Y mire usted por dónde nos ha pegado el Covid19. Nuestras maravillosas, útiles e irremplazables manos se han convertido en uno de los principales puentes de trasmisión de la enfermedad. Cientos de miles de años de evolución para que ahora, nuestras manos, nuestras extraordinarias manos con su pulgarcito opuesto, deban ser lavadas y restregadas con afán exculpatorio: inocentes manos que tallamos durante al menos 20 segundos para quitar no el pecado ni la penitencia, sino algo peor: la incertidumbre.

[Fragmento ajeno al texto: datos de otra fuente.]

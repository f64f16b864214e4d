/*
 * Copyright (c) 2023.
 *
 * This software is free software;
 *
 * You can redistribute it or modify it under terms of the MIT, Apache License or Zlib license
 */

use std::io::{self, BufRead, Write};
use std::path::{Path, PathBuf};

use log::{debug, error, info};

use crate::cmd_parsers::global_options::CmdOptions;
use crate::render::render;
use crate::report::Analysis;

/// Analyze one file and write the outcome to `out`
///
/// Returns whether the file was decoded. Decoding failures are
/// rendered, only failures to write to `out` are errors.
fn process_file<W: Write>(out: &mut W, file: &Path, cmd_opts: &CmdOptions) -> io::Result<bool> {
    debug!("Treating {:?} as a netpbm file", file);

    let result = Analysis::from_file(file, cmd_opts.decoder);

    match &result {
        Ok(analysis) => info!(
            "{:?}: {} {}x{}, {} distinct values",
            file,
            analysis.version,
            analysis.width,
            analysis.height,
            analysis.stats.distinct_count
        ),
        Err(err) => error!("Could not decode {:?}, reason {:?}", file, err)
    }

    render(out, file, &result, cmd_opts.format, cmd_opts.locale)?;
    out.flush()?;

    Ok(result.is_ok())
}

/// Process every file in order, continuing past failures
///
/// Returns `Ok(true)` if every file was decoded
pub(crate) fn run_batch<W: Write>(
    files: &[PathBuf], out: &mut W, cmd_opts: &CmdOptions
) -> io::Result<bool> {
    info!("Processing {} files", files.len());

    let mut all_ok = true;

    for file in files {
        all_ok &= process_file(out, file, cmd_opts)?;
    }
    Ok(all_ok)
}

/// Prompt for file names until the user declines to continue
/// or input ends
///
/// Returns the number of files processed
pub(crate) fn run_interactive<R: BufRead, W: Write>(
    input: &mut R, out: &mut W, cmd_opts: &CmdOptions
) -> io::Result<usize> {
    let msg = cmd_opts.locale.messages();
    let mut processed = 0;
    let mut line = String::new();

    loop {
        write!(out, "{}", msg.prompt_file)?;
        out.flush()?;

        line.clear();
        if input.read_line(&mut line)? == 0 {
            break;
        }
        let file = line.trim();

        if file.is_empty() {
            continue;
        }
        process_file(out, Path::new(file), cmd_opts)?;
        processed += 1;

        write!(out, "{}", msg.prompt_continue)?;
        out.flush()?;

        line.clear();
        if input.read_line(&mut line)? == 0 || !cmd_opts.locale.is_affirmative(&line) {
            break;
        }
    }
    debug!("Interactive session processed {} files", processed);

    Ok(processed)
}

Y qué decir de nuestras bocas, de nuestras hermosas bocas y los universos de besos, poemas, canciones e injurias que se acunan entre labios, con humedad de saliva y lengua de tornillo. Nuestras bocas vestidas con cubrebocas azul o verde, no importa el color ni el diseño, son bocas simbólicamente silenciadas con protectores pretendidamente quirúrgicos, o con máscaras de rara procedencia y asepsis más dudosa aún. Donde hace unos pocos días la palabra fluía con más o menos libertad, ahora mascullamos frases breves a través de trapos saturados de babas, gérmenes y miedo.

Y qué decir de nuestra condición gregaria que nos hace estar juntos para dialogar, para compartir abrazos y paellas, para cantar a voz en cuello en medio de un concierto, para encontrar parte de lo que somos, de lo que amamos, en la mirada de quienes nos miran y a quien queremos; gregarismo que nos compele a reunirnos para en colectivo conectar con los dioses que nosotros mismos hemos inventado y para brindar por el hecho de estar juntos, de estar vivos, y de estar solos.

Ahora y debido al Covid19, nuestras manos son un vehículo de enfermedad, nuestra boca es un riesgo de contagio, nuestra vida en colectivo propulsa exponencialmente a la ínfima bestia que nos atenaza. A eso me refiero con la herida narcisista en nuestra humana condición: el virus este nos ha pegado muy duro en las bases mismas de la humanidad: la mano, la palabra, la sociedad. Y lo ha hecho en los tres ámbitos que como sociedades nos dan razón de ser: en la protección y la seguridad ciudadanas, en la creación de bienes y riqueza, en la gobernabilidad de ciudades y naciones.

Mi expectativa, como usted ha adivinado ya, es más bien negativa. Por supuesto que como país saldremos adelante, pero eso no dice nada, no significa más que un llamado a un nacionalismo tal vez necesario, pero insuficiente. La herida narcisista que ha llevado al capitalismo a ponerse en chanclas es profunda, pero no letal.

Las mujeres, las feministas, las comunidades en resistencia y defensa de sus territorios, la comunidad LGBT, los excluidos de siempre, las y los migrantes, son la esperanza de un mundo diferente.